Lumpy brought the live bird over to my chair and dropped it at my feet (presumably so I could kick it), leaving a small trail of blood droplets all the way from his cat door, up the stairs, through the kitchen, and into the dining room, where I was sitting at my laptop, much as I am right now. Much as I always am, in fact.

"Here," he said, dumping the struggling bird at my feet. "This'll cheer you up."

The bird caromed wildly off the ceilings, floors, walls, chairs, tables, couches -- bouncing everywhere except through the screenless windows I'd opened in a hurry once I stopped screaming at the cat. Every horizontal surface, every vertical surface, formed a backboard for the startled bird. It left behind a small smudge of blood every time it hit something. A flurry of feathers wafted in the air behind it.

My throat hurt. A frightened pigeon is very possibly less helpful for a full and speedy recovery than even, say, Waltussin, Wal-o-fed, or bright pink Pepto-Bismol.

If an animal is going to be a successful participant in Lumpy's catch-and-release program, it has to be lively, capable of scuffling in the middle of the night.

This pigeon was plenty darned lively. I grabbed the cat around his substantial midsection, shuttled him downstairs, and closed us both in the garage.

"You and I are going to wait here," I told him darkly, "until your little feathered friend can find his way out into the wild blue yonder. Okay?"

He yowled at the door in fervent disagreement.

I felt my forehead again. Surely now I was feverish, what with all gusts of cold air and pigeon feathers I'd been exposed to. Heckuva way to have a cold. The pigs and I should be watching Match Game '77. The cat should be settled in my lap on top of the fleecy blanket and I should have a steaming mug of ginger tea to drink. The windows should be shut against drafts and stray yellowjackets.

There should be an upside to having a goddamned cold. You can't expect sympathy (and, actually you don't deserve sympathy) when you have a cold. But you might as well be comfortable and pleasantly buffered by TV, a nice warm cat, and some consciousness-numbing cold medicine.

Instead Lumpy and I hung around in the garage, both wondering -- for our own various reasons -- what had happened to the dumb bird.

As it turned out, the pigeon was playing dead under the TV, as I myself often do. So using nothing but a bath towel and a pair of rubber gloves -- and how many stunts can be performed with nothing but a bath towel and a pair of rubber gloves? -- Mark dispatched the pigeon into the evening. It seemed prone to bump into things (since pigeons are not night birds), but I like to think it escaped with much of its blood and feathers, although I doubt it was smart enough to have a story to tell down at The Peaks, the Noe Valley dive bar that seemed to be its logical terminus.
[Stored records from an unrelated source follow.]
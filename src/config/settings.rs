use serde::{Deserialize, Serialize};
use std::path::Path;

use crate::models::Horizon;
use crate::risk::{HorizonConversion, MIN_PLAUSIBLE_LDL_MMOL_L};
use crate::validation::ValidationRules;

#[derive(Debug, Clone, Default, PartialEq, Serialize, Deserialize)]
pub struct Settings {
    pub api: ApiSettings,
    pub logging: LoggingSettings,
    pub model: ModelSettings,
    /// Accepted input ranges
    pub validation: ValidationRules,
    pub reference_data: ReferenceDataSettings,
}

#[derive(Debug, Clone, PartialEq, Serialize, Deserialize)]
pub struct ApiSettings {
    pub host: String,
    pub port: u16,
}

#[derive(Debug, Clone, PartialEq, Serialize, Deserialize)]
pub struct LoggingSettings {
    pub level: String,
    /// One of `json`, `pretty`, `compact`
    pub format: String,
}

/// Model variant switches and numeric ceilings
#[derive(Debug, Clone, PartialEq, Serialize, Deserialize)]
pub struct ModelSettings {
    /// Halve the effect of add-on lipid therapy layered on existing therapy
    pub diminishing_addon_effect: bool,
    pub horizon_conversion: HorizonConversion,
    pub ldl_floor_mmol_l: f64,
    pub risk_caps: HorizonCaps,
}

/// Maximum reportable risk per horizon, percent
#[derive(Debug, Clone, PartialEq, Serialize, Deserialize)]
pub struct HorizonCaps {
    pub five_year: f64,
    pub ten_year: f64,
    pub lifetime: f64,
}

#[derive(Debug, Clone, Default, PartialEq, Serialize, Deserialize)]
pub struct ReferenceDataSettings {
    /// TOML file overriding the built-in tables
    pub path: Option<String>,
}

impl Default for ApiSettings {
    fn default() -> Self {
        ApiSettings {
            host: "0.0.0.0".to_string(),
            port: 8080,
        }
    }
}

impl Default for LoggingSettings {
    fn default() -> Self {
        LoggingSettings {
            level: "info".to_string(),
            format: "compact".to_string(),
        }
    }
}

impl Default for ModelSettings {
    fn default() -> Self {
        ModelSettings {
            diminishing_addon_effect: true,
            horizon_conversion: HorizonConversion::ConstantHazard,
            ldl_floor_mmol_l: MIN_PLAUSIBLE_LDL_MMOL_L,
            risk_caps: HorizonCaps::default(),
        }
    }
}

impl Default for HorizonCaps {
    fn default() -> Self {
        HorizonCaps {
            five_year: 80.0,
            ten_year: 85.0,
            lifetime: 90.0,
        }
    }
}

impl HorizonCaps {
    pub fn cap_for(&self, horizon: Horizon) -> f64 {
        match horizon {
            Horizon::FiveYear => self.five_year,
            Horizon::TenYear => self.ten_year,
            Horizon::Lifetime => self.lifetime,
        }
    }
}

impl ModelSettings {
    pub fn validate(&self) -> Result<(), config::ConfigError> {
        for horizon in Horizon::ALL {
            let cap = self.risk_caps.cap_for(horizon);
            if !(cap > 0.0 && cap <= 100.0) {
                return Err(config::ConfigError::Message(format!(
                    "model.risk_caps for {} must be in (0, 100], got {}",
                    horizon, cap
                )));
            }
        }

        if !(self.ldl_floor_mmol_l > 0.0 && self.ldl_floor_mmol_l <= 2.0) {
            return Err(config::ConfigError::Message(format!(
                "model.ldl_floor_mmol_l must be in (0, 2], got {}",
                self.ldl_floor_mmol_l
            )));
        }

        Ok(())
    }
}

impl Settings {
    /// Defaults, then `config/default.toml` if present, then `CVD_RISK__*`
    /// environment variables.
    pub fn new() -> Result<Self, config::ConfigError> {
        Self::load(Some(Path::new("config/default.toml")))
    }

    pub fn load(file: Option<&Path>) -> Result<Self, config::ConfigError> {
        let mut builder = config::Config::builder()
            .add_source(config::Config::try_from(&Settings::default())?);

        if let Some(path) = file {
            builder = builder.add_source(config::File::from(path).required(false));
        }

        let settings: Settings = builder
            .add_source(
                config::Environment::with_prefix("CVD_RISK")
                    .separator("__")
                    .try_parsing(true),
            )
            .build()?
            .try_deserialize()?;

        settings.model.validate()?;
        Ok(settings)
    }
}
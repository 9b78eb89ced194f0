// Risk calculation error types
use thiserror::Error;

use crate::validation::ValidationErrors;

#[derive(Error, Debug, Clone, PartialEq)]
pub enum RiskError {
    #[error("Validation failed: {0}")]
    Validation(#[from] ValidationErrors),

    #[error("Invalid input for {field}: {message}")]
    InvalidInput { field: String, message: String },

    #[error("Unknown therapy: {name}")]
    UnknownTherapy { name: String },

    #[error("Unknown intervention: {name}")]
    UnknownIntervention { name: String },

    #[error("Configuration error: {message}")]
    ConfigurationError { message: String },
}

impl RiskError {
    pub fn invalid_input(field: &str, message: impl Into<String>) -> Self {
        RiskError::InvalidInput {
            field: field.to_string(),
            message: message.into(),
        }
    }
}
And if it didn't make it far, at least it was a meal for the yellowjackets, who are, after all, meat bees. It'll stave off their hunger so they don't come looking for us.

I've since recovered from my cold, having decided that having a cold isn't what it used to be. And Lumpy -- he's discovered he has a taste for mouse brains; don't ask me what it feels like to be awakened from a dead sleep by the sound of a cat chomping on a mouse skull. I might tell you.